Exercise aim> Identify all lines in the listing that include the word "data", and copy them out.

Records>
****************************************

use std::{fmt, net::Ipv4Addr};

use rustc_hash::FxHashMap;

use crate::{
    class::Tid,
    units::{Bytes, Nanosecs},
};

identifier!(FlowId);

/// Transport protocol of a flow, from the IPv4 protocol number.
#[derive(Debug, Copy, Clone, PartialEq, Eq, Hash, serde::Serialize, serde::Deserialize)]
#[serde(from = "u8", into = "u8")]
pub enum Protocol {
    Tcp,
    Udp,
    Unsupported(u8),
}

impl Protocol {
    pub const TCP: u8 = 6;
    pub const UDP: u8 = 17;

    pub const fn number(self) -> u8 {
        match self {
            Protocol::Tcp => Self::TCP,
            Protocol::Udp => Self::UDP,
            Protocol::Unsupported(n) => n,
        }
    }

    pub const fn name(self) -> Option<&'static str> {
        match self {
            Protocol::Tcp => Some("TCP"),
            Protocol::Udp => Some("UDP"),
            Protocol::Unsupported(_) => None,
        }
    }
}

impl From<u8> for Protocol {
    fn from(n: u8) -> Self {
        match n {
            Self::TCP => Protocol::Tcp,
            Self::UDP => Protocol::Udp,
            n => Protocol::Unsupported(n),
        }
    }
}

impl From<Protocol> for u8 {
    fn from(p: Protocol) -> Self {
        p.number()
    }
}

impl fmt::Display for Protocol {
    fn fmt(&self, f: &mut fmt::Formatter<'_>) -> fmt::Result {
        match self.name() {
            Some(name) => f.write_str(name),
            None => write!(f, "protocol {}", self.number()),
        }
    }
}

#[derive(
    Debug, Clone, Copy, PartialEq, Eq, Hash, derive_new::new, serde::Serialize, serde::Deserialize,
)]
pub struct FiveTuple {
    pub protocol: Protocol,
    pub src_addr: Ipv4Addr,
    pub src_port: u16,
    pub dst_addr: Ipv4Addr,
    pub dst_port: u16,
}

impl FiveTuple {
    /// The traffic class encoded in the destination port, if any.
    pub fn tid(&self) -> Option<Tid> {
        Tid::from_port(self.dst_port)
    }
}

impl fmt::Display for FiveTuple {
    fn fmt(&self, f: &mut fmt::Formatter<'_>) -> fmt::Result {
        write!(
            f,
            "{} {}/{} --> {}/{}",
            self.protocol, self.src_addr, self.src_port, self.dst_addr, self.dst_port
        )
    }
}

/// Raw counters of one flow, as measured over the analysis window.
#[derive(Debug, Default, Clone, Copy, PartialEq, Eq, serde::Serialize, serde::Deserialize)]
#[serde(default)]
pub struct FlowRecord {
    pub tx_bytes: Bytes,
    pub rx_bytes: Bytes,
    pub tx_packets: u64,
    pub rx_packets: u64,
    pub lost_packets: u64,
    /// Sum of the one-way delays of all received packets.
    pub delay_sum: Nanosecs,
    /// Sum of the delay differences between consecutive received packets.
    pub jitter_sum: Nanosecs,
    pub first_tx: Nanosecs,
    pub last_rx: Nanosecs,
}

/// The source of flow records once a run has finished.
pub trait FlowRecordCollector {
    /// Every observed flow, in collector order.
    fn flow_records(&self) -> Vec<(FlowId, FlowRecord)>;

    /// The five-tuple a flow was classified under.
    fn classify(&self, id: FlowId) -> Option<FiveTuple>;
}

#[derive(Debug, Clone, Copy, PartialEq, Eq, serde::Serialize, serde::Deserialize)]
pub struct MonitoredFlow {
    pub id: FlowId,
    pub tuple: FiveTuple,
    pub record: FlowRecord,
}

/// An in-memory collector, e.g. a flow monitor dump replayed from JSON.
#[derive(Debug, Clone, Default, serde::Serialize, serde::Deserialize)]
#[serde(from = "Vec<MonitoredFlow>", into = "Vec<MonitoredFlow>")]
pub struct FlowMonitor {
    flows: Vec<MonitoredFlow>,
    index: FxHashMap<FlowId, usize>,
}

impl FlowMonitor {
    pub fn new() -> Self {
        Self::default()
    }

    /// Records a flow, replacing any earlier record under the same ID in place.
    pub fn record(&mut self, id: FlowId, tuple: FiveTuple, record: FlowRecord) {
        let flow = MonitoredFlow { id, tuple, record };
        match self.index.get(&id) {
            Some(&i) => self.flows[i] = flow,
            None => {
                self.index.insert(id, self.flows.len());
                self.flows.push(flow);
            }
        }
    }

    pub fn len(&self) -> usize {
        self.flows.len()
    }

    pub fn is_empty(&self) -> bool {
        self.flows.is_empty()
    }

    pub fn flows(&self) -> &[MonitoredFlow] {
        &self.flows
    }
}

impl From<Vec<MonitoredFlow>> for FlowMonitor {
    fn from(flows: Vec<MonitoredFlow>) -> Self {
        let mut monitor = Self::new();
        for flow in flows {
            monitor.record(flow.id, flow.tuple, flow.record);
        }
        monitor
    }
}

impl From<FlowMonitor> for Vec<MonitoredFlow> {
    fn from(monitor: FlowMonitor) -> Self {
        monitor.flows
    }
}

impl FlowRecordCollector for FlowMonitor {
    fn flow_records(&self) -> Vec<(FlowId, FlowRecord)> {
        self.flows.iter().map(|f| (f.id, f.record)).collect()
    }

    fn classify(&self, id: FlowId) -> Option<FiveTuple> {
        self.index.get(&id).map(|&i| self.flows[i].tuple)
    }
}
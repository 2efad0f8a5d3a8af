#[macro_use]
mod ident;

pub mod arp;
pub mod class;
pub mod driver;
pub mod flow;
pub mod report;
pub mod scenario;
pub mod stats;
pub mod topology;
pub mod traffic;
pub mod units;

mod error;

pub use driver::{analyze, setup, Setup};
pub use error::{Error, Result};
pub use flow::{FiveTuple, FlowId, FlowMonitor, FlowRecord, FlowRecordCollector, Protocol};
pub use scenario::Scenario;
pub use stats::Summary;
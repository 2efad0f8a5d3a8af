//! Static address resolution.
//!
//! Every IPv4 address in the topology is resolved up front into one [`ArpCache`], which is then
//! shared by every interface. No resolution request is ever sent during the run, so loss and delay
//! measured on the channel come from data traffic alone.
//!
//! The two passes are separate functions and must run in order: [`build`] reads the finished
//! topology, [`attach`] installs the result. After [`attach`] the cache is never written again.

use std::{net::Ipv4Addr, rc::Rc};

use rustc_hash::FxHashMap;

use crate::{
    error::{Error, Result},
    topology::{MacAddr, Topology},
    units::{Nanosecs, Secs},
};

/// How long a resolved entry stays alive. Far longer than any run.
pub const ALIVE_TIMEOUT: Secs = Secs::new(3600 * 24 * 365);

/// A resolved entry, alive until a fixed simulation time.
#[derive(Debug, Clone, Copy, PartialEq, Eq, derive_new::new)]
pub struct ArpEntry {
    mac: MacAddr,
    alive_until: Nanosecs,
}

impl ArpEntry {
    pub fn mac(&self) -> MacAddr {
        self.mac
    }

    pub fn alive_until(&self) -> Nanosecs {
        self.alive_until
    }

    pub fn is_expired(&self, now: Nanosecs) -> bool {
        now >= self.alive_until
    }
}

/// An IPv4 to link-layer address table.
#[derive(Debug)]
pub struct ArpCache {
    entries: FxHashMap<Ipv4Addr, ArpEntry>,
    alive_timeout: Nanosecs,
}

impl ArpCache {
    fn new(alive_timeout: Nanosecs) -> Self {
        Self {
            entries: FxHashMap::default(),
            alive_timeout,
        }
    }

    delegate::delegate! {
        to self.entries {
            pub fn len(&self) -> usize;

            pub fn is_empty(&self) -> bool;

            #[call(contains_key)]
            pub fn contains(&self, addr: &Ipv4Addr) -> bool;

            #[call(get)]
            pub fn entry(&self, addr: &Ipv4Addr) -> Option<&ArpEntry>;
        }
    }

    pub fn alive_timeout(&self) -> Nanosecs {
        self.alive_timeout
    }

    pub fn lookup(&self, addr: Ipv4Addr) -> Option<MacAddr> {
        self.entries.get(&addr).map(ArpEntry::mac)
    }

    /// Resolves `addr` as seen at simulation time `now`; expired entries do not resolve.
    pub fn resolve(&self, addr: Ipv4Addr, now: Nanosecs) -> Option<MacAddr> {
        self.entries
            .get(&addr)
            .filter(|e| !e.is_expired(now))
            .map(ArpEntry::mac)
    }

    pub fn iter(&self) -> impl Iterator<Item = (&Ipv4Addr, &ArpEntry)> {
        self.entries.iter()
    }

    fn mark_alive(&mut self, addr: Ipv4Addr, mac: MacAddr) -> Result<()> {
        if self.entries.contains_key(&addr) {
            return Err(Error::DuplicateAddress { addr });
        }
        tracing::debug!(%addr, %mac, "arp entry alive");
        // Entries are marked alive at time zero
        self.entries.insert(addr, ArpEntry::new(mac, self.alive_timeout));
        Ok(())
    }
}

/// Build pass: resolves every non-loopback address of every interface to that interface's
/// device address.
///
/// Fails on the first node without an IPv4 stack, or on an address bound twice.
pub fn build(topology: &Topology) -> Result<ArpCache> {
    let mut cache = ArpCache::new(ALIVE_TIMEOUT.into_ns());
    for node in topology.nodes() {
        let stack = node.require_ipv4()?;
        for iface in stack.interfaces() {
            for &addr in iface.addrs() {
                if addr.is_loopback() {
                    continue;
                }
                cache.mark_alive(addr, iface.device())?;
            }
        }
    }
    Ok(cache)
}

/// Attach pass: installs `cache` on every interface of every node.
///
/// Stack presence is checked for all nodes before anything is installed, so a failed attach
/// leaves the topology untouched.
pub fn attach(topology: &mut Topology, cache: &Rc<ArpCache>) -> Result<()> {
    for node in topology.nodes() {
        node.require_ipv4()?;
    }
    let mut nr_ifaces = 0;
    for node in topology.nodes_mut() {
        let stack = node.require_ipv4_mut()?;
        for iface in stack.interfaces_mut() {
            iface.set_arp_cache(Rc::clone(cache));
            nr_ifaces += 1;
        }
    }
    tracing::info!(nr_ifaces, "arp cache attached");
    Ok(())
}

/// Runs [`build`] then [`attach`] and hands back the shared cache.
pub fn populate(topology: &mut Topology) -> Result<Rc<ArpCache>> {
    let cache = Rc::new(build(topology)?);
    tracing::info!(
        nr_entries = cache.len(),
        nr_nodes = topology.len(),
        "arp cache built"
    );
    attach(topology, &cache)?;
    Ok(cache)
}
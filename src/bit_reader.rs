//! Bit cursor over an in-memory byte buffer.
//!
//! JPEG scan data and new-style TIFF LZW pack bits MSB-first; DEFLATE and
//! GIF pack them LSB-first. A single cursor type serves both, selected by
//! [`BitOrder`] when the reader is created.
//!
//! The cursor never reads outside its slice: every read checks the number
//! of remaining bits first and fails with
//! [`CodecError::StreamTruncated`] without moving.

use crate::error::{CodecError, CodecResult};

/// Which end of each byte is consumed first.
#[derive(Debug, Clone, Copy, PartialEq, Eq, Default)]
pub enum BitOrder {
    /// Bit 7 of each byte first (JPEG, TIFF)
    #[default]
    Msb,
    /// Bit 0 of each byte first (DEFLATE, GIF)
    Lsb,
}

/// Bit-level reader over a borrowed byte slice
#[derive(Debug, Clone)]
pub struct BitReader<'a> {
    data: &'a [u8],
    bit_pos: usize,
    order: BitOrder,
}

impl<'a> BitReader<'a> {
    /// MSB-first reader starting at bit 0
    pub fn new(data: &'a [u8]) -> Self {
        Self::with_order(data, BitOrder::Msb)
    }

    pub fn with_order(data: &'a [u8], order: BitOrder) -> Self {
        Self {
            data,
            bit_pos: 0,
            order,
        }
    }

    #[inline]
    pub fn order(&self) -> BitOrder {
        self.order
    }

    /// Current bit position in stream
    #[inline]
    pub fn bit_position(&self) -> usize {
        self.bit_pos
    }

    /// Total number of bits in the underlying buffer
    #[inline]
    pub fn len_bits(&self) -> usize {
        self.data.len() * 8
    }

    #[inline]
    pub fn bits_remaining(&self) -> usize {
        self.len_bits() - self.bit_pos
    }

    /// True if `n` more bits can be read without failure
    #[inline]
    pub fn peek_available(&self, n: usize) -> bool {
        n <= self.bits_remaining()
    }

    #[inline]
    pub fn is_eof(&self) -> bool {
        self.bit_pos >= self.len_bits()
    }

    #[inline]
    pub fn is_aligned(&self) -> bool {
        self.bit_pos % 8 == 0
    }

    /// Bytes touched so far, counting a partially consumed byte as whole
    #[inline]
    pub fn bytes_consumed(&self) -> usize {
        (self.bit_pos + 7) / 8
    }

    #[inline]
    fn truncated(&self, needed: usize) -> CodecError {
        CodecError::StreamTruncated {
            position: self.bit_pos,
            needed,
            available: self.bits_remaining(),
        }
    }

    #[inline]
    fn ensure(&self, n: usize) -> CodecResult<()> {
        if self.peek_available(n) {
            Ok(())
        } else {
            Err(self.truncated(n))
        }
    }

    /// Bit at absolute position `pos`; caller guarantees `pos < len_bits()`
    #[inline]
    fn bit_at(&self, pos: usize) -> u32 {
        let byte = self.data[pos >> 3];
        let shift = match self.order {
            BitOrder::Msb => 7 - (pos & 7),
            BitOrder::Lsb => pos & 7,
        };
        ((byte >> shift) & 1) as u32
    }

    /// Read a single bit
    #[inline]
    pub fn read_bit(&mut self) -> CodecResult<u8> {
        self.ensure(1)?;
        let bit = self.bit_at(self.bit_pos);
        self.bit_pos += 1;
        Ok(bit as u8)
    }

    /// Read `n` bits (up to 32).
    ///
    /// MSB order: the first bit read is the most significant bit of the
    /// result. LSB order: the first bit read is the least significant bit,
    /// which is how DEFLATE stores lengths and extra bits.
    pub fn read_bits(&mut self, n: usize) -> CodecResult<u32> {
        if n > 32 {
            return Err(CodecError::invalid_parameter(format!(
                "cannot read {} bits at once",
                n
            )));
        }
        self.ensure(n)?;

        let mut value = 0u32;
        match self.order {
            BitOrder::Msb => {
                for i in 0..n {
                    value = (value << 1) | self.bit_at(self.bit_pos + i);
                }
            }
            BitOrder::Lsb => {
                for i in 0..n {
                    value |= self.bit_at(self.bit_pos + i) << i;
                }
            }
        }
        self.bit_pos += n;
        Ok(value)
    }

    /// Read `n` bits with the first bit as most significant, whatever the
    /// byte order. Huffman codewords are stored this way in every format.
    pub fn read_code(&mut self, n: usize) -> CodecResult<u32> {
        let (value, available) = self.peek_code(n)?;
        if available < n {
            return Err(self.truncated(n));
        }
        self.bit_pos += n;
        Ok(value)
    }

    /// Look at the next `n` bits (first bit most significant) without
    /// consuming them. Bits past the end read as zero; the second value is
    /// how many of the `n` bits really exist.
    pub fn peek_code(&self, n: usize) -> CodecResult<(u32, usize)> {
        if n > 32 {
            return Err(CodecError::invalid_parameter(format!(
                "cannot peek {} bits at once",
                n
            )));
        }
        let available = n.min(self.bits_remaining());
        let mut value = 0u32;
        for i in 0..available {
            value = (value << 1) | self.bit_at(self.bit_pos + i);
        }
        if available < n {
            value = value.checked_shl((n - available) as u32).unwrap_or(0);
        }
        Ok((value, available))
    }

    /// Read `n` bits and add `base`; `n == 0` yields `base` unchanged
    #[inline]
    pub fn read_bits_base(&mut self, n: usize, base: u32) -> CodecResult<u32> {
        if n == 0 {
            return Ok(base);
        }
        Ok(base + self.read_bits(n)?)
    }

    pub fn skip_bits(&mut self, n: usize) -> CodecResult<()> {
        self.ensure(n)?;
        self.bit_pos += n;
        Ok(())
    }

    /// Rewind the cursor by `n` bits. Rewinding past the start fails and
    /// leaves the cursor where it was.
    pub fn step_back(&mut self, n: usize) -> CodecResult<()> {
        if n > self.bit_pos {
            return Err(CodecError::invalid_parameter(format!(
                "cannot step back {} bits from bit {}",
                n, self.bit_pos
            )));
        }
        self.bit_pos -= n;
        Ok(())
    }

    /// Drop the rest of a partially consumed byte
    #[inline]
    pub fn realign_to_byte(&mut self) {
        self.bit_pos = (self.bit_pos + 7) & !7;
    }

    #[inline]
    fn ensure_aligned(&self) -> CodecResult<()> {
        if self.is_aligned() {
            Ok(())
        } else {
            Err(CodecError::invalid_parameter(format!(
                "byte read at unaligned bit {}",
                self.bit_pos
            )))
        }
    }

    /// Read a whole byte; the cursor must be byte aligned
    pub fn read_aligned_byte(&mut self) -> CodecResult<u8> {
        self.ensure_aligned()?;
        self.ensure(8)?;
        let byte = self.data[self.bit_pos >> 3];
        self.bit_pos += 8;
        Ok(byte)
    }

    /// Little-endian u16 from two aligned bytes, independent of host order
    pub fn read_u16_le(&mut self) -> CodecResult<u16> {
        self.ensure_aligned()?;
        self.ensure(16)?;
        let lo = self.read_aligned_byte()?;
        let hi = self.read_aligned_byte()?;
        Ok(u16::from_le_bytes([lo, hi]))
    }

    /// Borrow the next `len` bytes; the cursor must be byte aligned
    pub fn read_aligned_slice(&mut self, len: usize) -> CodecResult<&'a [u8]> {
        self.ensure_aligned()?;
        self.ensure(len.saturating_mul(8))?;
        let start = self.bit_pos >> 3;
        self.bit_pos += len * 8;
        Ok(&self.data[start..start + len])
    }

    /// Bytes after the current (aligned) position
    pub fn remaining_bytes(&self) -> &'a [u8] {
        &self.data[self.bytes_consumed().min(self.data.len())..]
    }
}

****************************************

Written reply>
//! measured on the channel come from data traffic alone.
//! JPEG scan data and new-style TIFF LZW pack bits MSB-first; DEFLATE and
    data: &'a [u8],
    pub fn new(data: &'a [u8]) -> Self {
        Self::with_order(data, BitOrder::Msb)
    pub fn with_order(data: &'a [u8], order: BitOrder) -> Self {
            data,
        self.data.len() * 8
        let byte = self.data[pos >> 3];
        let byte = self.data[self.bit_pos >> 3];
        Ok(&self.data[start..start + len])
        &self.data[self.bytes_consumed().min(self.data.len())..]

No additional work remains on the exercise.